Abstract 15966: Impact of Sustained Anemia on Long Term Clinical Outcomes in Patients Who Underwent Drug-Eluting Stent
Introduction: Only a few studies presented concerning anemia because of its association with myocardial ischemia, and demonstrated that anemia is an independent predictor of high 30-day major adverse cardiac events (MACEs) and 1-year MACEs after percutaneous coronary intervention (PCI).
Hypothesis: We assessed the hypothesis that anemia during the follow-up period is associated with adverse long term clinical outcomes.
Methods: Anemia was defined by WHO criteria (hemoglobin < 12 g/dL for female and < 13 g/dL for male subjects). Laboratory study was performed at the index drug-eluting stent (DES) implantation and at the outpatient visit between 3months and 12months later. We categorized patients into four groups based on initial and follow-up hemoglobin levels (normal, anemia-corrected, newly developed anemia, sustained anemia groups).
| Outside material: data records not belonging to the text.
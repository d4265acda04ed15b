//! glass_sessions - CI session runner for glass
//!
//! Lint, test, coverage, benchmark and regression-comparison sessions for the
//! glass library, run against every configured python version.
//!
//! # Modules
//!
//! - [`revision`] - Resolve positional arguments into revisions
//! - [`source_ref`] - `git+<url>@<revision>` install tokens
//! - [`session`] - Session definitions and planning
//! - [`runner`] - Process-backed and recording task runners
//! - [`backend`] - Array backends the test suite runs against
//! - [`config`] - YAML configuration
//! - [`logging`] - tracing setup
//! - [`cli`] - Command-line parsing

pub mod backend;
pub mod cli;
pub mod config;
pub mod error;
pub mod logging;
pub mod revision;
pub mod runner;
pub mod session;
pub mod source_ref;

// Convenient re-exports at crate root
pub use backend::ArrayBackend;
pub use config::AppConfig;
pub use error::SessionError;
pub use revision::{RevisionPair, RevisionResolver};
pub use runner::{ProcessRunner, RecordingRunner, Step, TaskRunner};
pub use session::{SessionContext, SessionKind, SessionPlan, SessionRequest};
pub use source_ref::SourceRef;
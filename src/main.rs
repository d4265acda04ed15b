//! glass_sessions - CI session runner
//!
//! ```text
//! ┌──────────┐    ┌──────────┐    ┌──────────┐    ┌──────────┐
//! │   CLI    │───▶│ Revision │───▶│   Plan   │───▶│  Runner  │
//! │ (posargs)│    │ Resolver │    │ (steps)  │    │(pip/pytest)
//! └──────────┘    └──────────┘    └──────────┘    └──────────┘
//! ```
//!
//! Every session is planned before the first one runs, so revision errors
//! surface before anything is installed.

use std::path::Path;

use anyhow::{Context, Result};

use glass_sessions::cli::{CliArgs, USAGE};
use glass_sessions::config::AppConfig;
use glass_sessions::revision::process_env;
use glass_sessions::runner::{ProcessRunner, RecordingRunner, Step};
use glass_sessions::session::{self, SessionContext, SessionRequest};

fn load_config(cli: &CliArgs) -> Result<AppConfig> {
    if let Some(path) = &cli.config_path {
        return AppConfig::from_file(path)
            .with_context(|| format!("Failed to load config {}", path.display()));
    }
    let default_path = format!("config/{}.yaml", cli.env);
    if Path::new(&default_path).exists() {
        AppConfig::load(&cli.env).with_context(|| format!("Failed to load config {}", default_path))
    } else {
        Ok(AppConfig::default())
    }
}

fn print_plan(plans: &[session::SessionPlan]) {
    for plan in plans {
        println!("* {}", plan.label());
        for step in &plan.steps {
            match step {
                Step::Install { packages } => println!("    install {}", packages.join(" ")),
                Step::Run { command, env } => {
                    let env: Vec<String> = env.iter().map(|(k, v)| format!("{}={}", k, v)).collect();
                    if env.is_empty() {
                        println!("    run {}", command.join(" "));
                    } else {
                        println!("    run {} {}", env.join(" "), command.join(" "));
                    }
                }
                Step::Notice(message) => println!("    # {}", message),
            }
        }
    }
}

fn run() -> Result<()> {
    let cli = CliArgs::parse(std::env::args().skip(1))?;

    if cli.help {
        println!("{}", USAGE);
        return Ok(());
    }
    if cli.version {
        println!(
            "glass_sessions {} ({})",
            env!("CARGO_PKG_VERSION"),
            env!("GIT_HASH")
        );
        return Ok(());
    }

    let config = load_config(&cli)?;
    let _log_guard = glass_sessions::logging::init_logging(&config);

    tracing::debug!(env = %cli.env, "Configuration loaded");

    if cli.list {
        let sessions = session::list_sessions(&config);
        if cli.json {
            println!("{}", serde_json::to_string_pretty(&sessions)?);
        } else {
            for info in sessions {
                let marker = if info.default { "*" } else { "-" };
                println!("{} {:<18} {}", marker, info.name, info.description);
            }
        }
        return Ok(());
    }

    let names = if cli.sessions.is_empty() {
        config.default_sessions.clone()
    } else {
        cli.sessions.clone()
    };
    let requests = names
        .iter()
        .map(|name| SessionRequest::parse(name, &config))
        .collect::<Result<Vec<_>, _>>()?;

    let ctx = SessionContext {
        config: &config,
        posargs: &cli.posargs,
        backend: cli.backend,
        env: &process_env,
    };

    if cli.dry_run {
        let mut runner = RecordingRunner::default();
        let plans = session::run_sessions(&requests, &ctx, &mut runner)?;
        print_plan(&plans);
    } else {
        let mut runner = ProcessRunner::default();
        session::run_sessions(&requests, &ctx, &mut runner)?;
    }

    Ok(())
}

fn main() {
    if let Err(err) = run() {
        eprintln!("❌ {:#}", err);
        std::process::exit(1);
    }
}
Results: We analyzed consecutive 9292 patients performed PCI with DESs in COACT (Catholic medical center percutaneous Coronary intervention) registry from January, 2004 to December, 2009. Of these, 4721 subjects with initial and follow-up hemoglobin were enrolled in this study and median follow up was 26.8 months (interquatile range 14.4-42.3). After adjusting multiple covariates, newly developed anemia group and sustained anemia group demonstrated a significant increase in a hazard ratio (HR) of a composite of all-cause death, myocardial infarction and stroke (HR=2.382, p<0.001, 95% confidence interval (CI) 1.724 to 3.290; HR=2.471, p<0.001, 95% CI 1.811 to 3.370, respectively) comparing with normal group. There was no significant increase of HR in the anemia group corrected during follow up period (p=0.637, 95% CI 0.689 to 1.837).
Conclusion: Follow-up anemia after PCI is a poor prognostic factor. Concerning MACEs, follow-up anemia is more important than anemia at the index procedure, which should be corrected.
- © 2011 by American Heart Association, Inc.